_EXERCISE GOAL:_
Return all of the material exactly; no line may be dropped.

_THE DATA:_
•••
//! Builder for emitting bytecode during compilation.
//!
//! `CodeBuilder` is the emitter target: an instruction-stream sink with
//! helpers that pick the densest encoding for argument loads and integer
//! literals, and that intern constants, types and member references into the
//! pools a finalized [`Code`] object carries.

use super::{
    code::{Code, Member},
    op::Opcode,
};
use crate::{expr::Ty, value::Value};

/// Builder for emitting bytecode during compilation.
///
/// # Usage
///
/// ```ignore
/// let mut builder = CodeBuilder::new();
/// builder.emit_load_arg(0);
/// builder.emit_load_int(42);
/// builder.emit(Opcode::Ceq);
/// builder.emit(Opcode::Ret);
/// let code = builder.build();
/// ```
#[derive(Debug, Default)]
pub(crate) struct CodeBuilder {
    /// The bytecode being built.
    bytecode: Vec<u8>,

    /// Constants collected during emission.
    constants: Vec<Value>,

    /// Types referenced by emitted instructions.
    types: Vec<Ty>,

    /// Member references (constructors, methods, static fields).
    members: Vec<Member>,

    /// Number of local slots declared so far.
    num_locals: u8,
}

impl CodeBuilder {
    /// Creates a new empty CodeBuilder.
    #[must_use]
    pub fn new() -> Self {
        Self::default()
    }

    /// Emits a no-operand instruction.
    pub fn emit(&mut self, op: Opcode) {
        self.bytecode.push(op as u8);
    }

    /// Emits an instruction with a u8 operand.
    pub fn emit_u8(&mut self, op: Opcode, operand: u8) {
        self.bytecode.push(op as u8);
        self.bytecode.push(operand);
    }

    /// Emits an instruction with an i8 operand.
    pub fn emit_i8(&mut self, op: Opcode, operand: i8) {
        self.bytecode.push(op as u8);
        self.bytecode.push(operand as u8);
    }

    /// Emits an instruction with a u16 operand (little-endian).
    pub fn emit_u16(&mut self, op: Opcode, operand: u16) {
        self.bytecode.push(op as u8);
        self.bytecode.extend_from_slice(&operand.to_le_bytes());
    }

    /// Emits an argument load, using specialized opcodes for indices 0-3.
    ///
    /// Indices 0-3 use zero-operand opcodes (`LoadArg0`, etc.).
    /// Indices 4-255 use `LoadArg` with a u8 operand.
    /// Indices 256+ use `LoadArgW` with a u16 operand.
    pub fn emit_load_arg(&mut self, index: usize) {
        match index {
            0 => self.emit(Opcode::LoadArg0),
            1 => self.emit(Opcode::LoadArg1),
            2 => self.emit(Opcode::LoadArg2),
            3 => self.emit(Opcode::LoadArg3),
            i if i <= 255 => self.emit_u8(Opcode::LoadArg, i as u8),
            i => self.emit_u16(
                Opcode::LoadArgW,
                u16::try_from(i).expect("argument index exceeds u16 range"),
            ),
        }
    }

    /// Emits an integer literal, using dense opcodes for -1..=8, the i8 short
    /// form when it fits, and the constant pool otherwise.
    pub fn emit_load_int(&mut self, value: i64) {
        match value {
            -1 => self.emit(Opcode::LoadIntM1),
            0 => self.emit(Opcode::LoadInt0),
            1 => self.emit(Opcode::LoadInt1),
            2 => self.emit(Opcode::LoadInt2),
            3 => self.emit(Opcode::LoadInt3),
            4 => self.emit(Opcode::LoadInt4),
            5 => self.emit(Opcode::LoadInt5),
            6 => self.emit(Opcode::LoadInt6),
            7 => self.emit(Opcode::LoadInt7),
            8 => self.emit(Opcode::LoadInt8),
            v => {
                if let Ok(small) = i8::try_from(v) {
                    self.emit_i8(Opcode::LoadSmallInt, small);
                } else {
                    self.emit_const(Value::Int(v));
                }
            }
        }
    }

    /// Adds a constant to the pool and emits a `LoadConst` for it.
    pub fn emit_const(&mut self, value: Value) {
        let idx = self.add_const(value);
        self.emit_u16(Opcode::LoadConst, idx);
    }

    /// Adds a constant to the pool, returning its index.
    ///
    /// # Panics
    ///
    /// Panics if the constant pool exceeds 65535 entries. This is a
    /// compile-time limit rather than silent truncation.
    #[must_use]
    pub fn add_const(&mut self, value: Value) -> u16 {
        let idx = self.constants.len();
        self.constants.push(value);
        u16::try_from(idx).expect("constant pool exceeds u16 range (65535)")
    }

    /// Adds a type to the pool, returning its index.
    #[must_use]
    pub fn add_type(&mut self, ty: Ty) -> u16 {
        let idx = self.types.len();
        self.types.push(ty);
        u16::try_from(idx).expect("type pool exceeds u16 range (65535)")
    }

    /// Adds a member reference to the pool, returning its index.
    #[must_use]
    pub fn add_member(&mut self, member: Member) -> u16 {
        let idx = self.members.len();
        self.members.push(member);
        u16::try_from(idx).expect("member pool exceeds u16 range (65535)")
    }

    /// Declares a fresh local slot and returns its index.
    ///
    /// # Panics
    ///
    /// Panics past 255 locals; array and member-init initializers use one
    /// local each, so real trees never get close.
    #[must_use]
    pub fn declare_local(&mut self) -> u8 {
        let idx = self.num_locals;
        self.num_locals = self
            .num_locals
            .checked_add(1)
            .expect("local count exceeds u8 range (255)");
        idx
    }

    /// Builds the final Code object.
    #[must_use]
    pub fn build(self) -> Code {
        Code::new(
            self.bytecode,
            self.constants,
            self.types,
            self.members,
            self.num_locals,
        )
    }
}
•••
_RESPONSE:_
//! Builder for emitting bytecode during compilation.
//!
//! `CodeBuilder` is the emitter target: an instruction-stream sink with
//! helpers that pick the densest encoding for argument loads and integer
//! literals, and that intern constants, types and member references into the
//! pools a finalized [`Code`] object carries.

use super::{
    code::{Code, Member},
    op::Opcode,
};
use crate::{expr::Ty, value::Value};

/// Builder for emitting bytecode during compilation.
///
/// # Usage
///
/// ```ignore
/// let mut builder = CodeBuilder::new();
/// builder.emit_load_arg(0);
/// builder.emit_load_int(42);
/// builder.emit(Opcode::Ceq);
/// builder.emit(Opcode::Ret);
/// let code = builder.build();
/// ```
#[derive(Debug, Default)]
pub(crate) struct CodeBuilder {
    /// The bytecode being built.
    bytecode: Vec<u8>,

    /// Constants collected during emission.
    constants: Vec<Value>,

    /// Types referenced by emitted instructions.
    types: Vec<Ty>,

    /// Member references (constructors, methods, static fields).
    members: Vec<Member>,

    /// Number of local slots declared so far.
    num_locals: u8,
}

impl CodeBuilder {
    /// Creates a new empty CodeBuilder.
    #[must_use]
    pub fn new() -> Self {
        Self::default()
    }

    /// Emits a no-operand instruction.
    pub fn emit(&mut self, op: Opcode) {
        self.bytecode.push(op as u8);
    }

    /// Emits an instruction with a u8 operand.
    pub fn emit_u8(&mut self, op: Opcode, operand: u8) {
        self.bytecode.push(op as u8);
        self.bytecode.push(operand);
    }

    /// Emits an instruction with an i8 operand.
    pub fn emit_i8(&mut self, op: Opcode, operand: i8) {
        self.bytecode.push(op as u8);
        self.bytecode.push(operand as u8);
    }

    /// Emits an instruction with a u16 operand (little-endian).
    pub fn emit_u16(&mut self, op: Opcode, operand: u16) {
        self.bytecode.push(op as u8);
        self.bytecode.extend_from_slice(&operand.to_le_bytes());
    }

    /// Emits an argument load, using specialized opcodes for indices 0-3.
    ///
    /// Indices 0-3 use zero-operand opcodes (`LoadArg0`, etc.).
    /// Indices 4-255 use `LoadArg` with a u8 operand.
    /// Indices 256+ use `LoadArgW` with a u16 operand.
    pub fn emit_load_arg(&mut self, index: usize) {
        match index {
            0 => self.emit(Opcode::LoadArg0),
            1 => self.emit(Opcode::LoadArg1),
            2 => self.emit(Opcode::LoadArg2),
            3 => self.emit(Opcode::LoadArg3),
            i if i <= 255 => self.emit_u8(Opcode::LoadArg, i as u8),
            i => self.emit_u16(
                Opcode::LoadArgW,
                u16::try_from(i).expect("argument index exceeds u16 range"),
            ),
        }
    }

    /// Emits an integer literal, using dense opcodes for -1..=8, the i8 short
    /// form when it fits, and the constant pool otherwise.
    pub fn emit_load_int(&mut self, value: i64) {
        match value {
            -1 => self.emit(Opcode::LoadIntM1),
            0 => self.emit(Opcode::LoadInt0),
            1 => self.emit(Opcode::LoadInt1),
            2 => self.emit(Opcode::LoadInt2),
            3 => self.emit(Opcode::LoadInt3),
            4 => self.emit(Opcode::LoadInt4),
            5 => self.emit(Opcode::LoadInt5),
            6 => self.emit(Opcode::LoadInt6),
            7 => self.emit(Opcode::LoadInt7),
            8 => self.emit(Opcode::LoadInt8),
            v => {
                if let Ok(small) = i8::try_from(v) {
                    self.emit_i8(Opcode::LoadSmallInt, small);
                } else {
                    self.emit_const(Value::Int(v));
                }
            }
        }
    }

    /// Adds a constant to the pool and emits a `LoadConst` for it.
    pub fn emit_const(&mut self, value: Value) {
        let idx = self.add_const(value);
        self.emit_u16(Opcode::LoadConst, idx);
    }

    /// Adds a constant to the pool, returning its index.
    ///
    /// # Panics
    ///
    /// Panics if the constant pool exceeds 65535 entries. This is a
    /// compile-time limit rather than silent truncation.
    #[must_use]
    pub fn add_const(&mut self, value: Value) -> u16 {
        let idx = self.constants.len();
        self.constants.push(value);
        u16::try_from(idx).expect("constant pool exceeds u16 range (65535)")
    }

    /// Adds a type to the pool, returning its index.
    #[must_use]
    pub fn add_type(&mut self, ty: Ty) -> u16 {
        let idx = self.types.len();
        self.types.push(ty);
        u16::try_from(idx).expect("type pool exceeds u16 range (65535)")
    }

    /// Adds a member reference to the pool, returning its index.
    #[must_use]
    pub fn add_member(&mut self, member: Member) -> u16 {
        let idx = self.members.len();
        self.members.push(member);
        u16::try_from(idx).expect("member pool exceeds u16 range (65535)")
    }

    /// Declares a fresh local slot and returns its index.
    ///
    /// # Panics
    ///
    /// Panics past 255 locals; array and member-init initializers use one
    /// local each, so real trees never get close.
    #[must_use]
    pub fn declare_local(&mut self) -> u8 {
        let idx = self.num_locals;
        self.num_locals = self
            .num_locals
            .checked_add(1)
            .expect("local count exceeds u8 range (255)");
        idx
    }

    /// Builds the final Code object.
    #[must_use]
    pub fn build(self) -> Code {
        Code::new(
            self.bytecode,
            self.constants,
            self.types,
            self.members,
            self.num_locals,
        )
    }
}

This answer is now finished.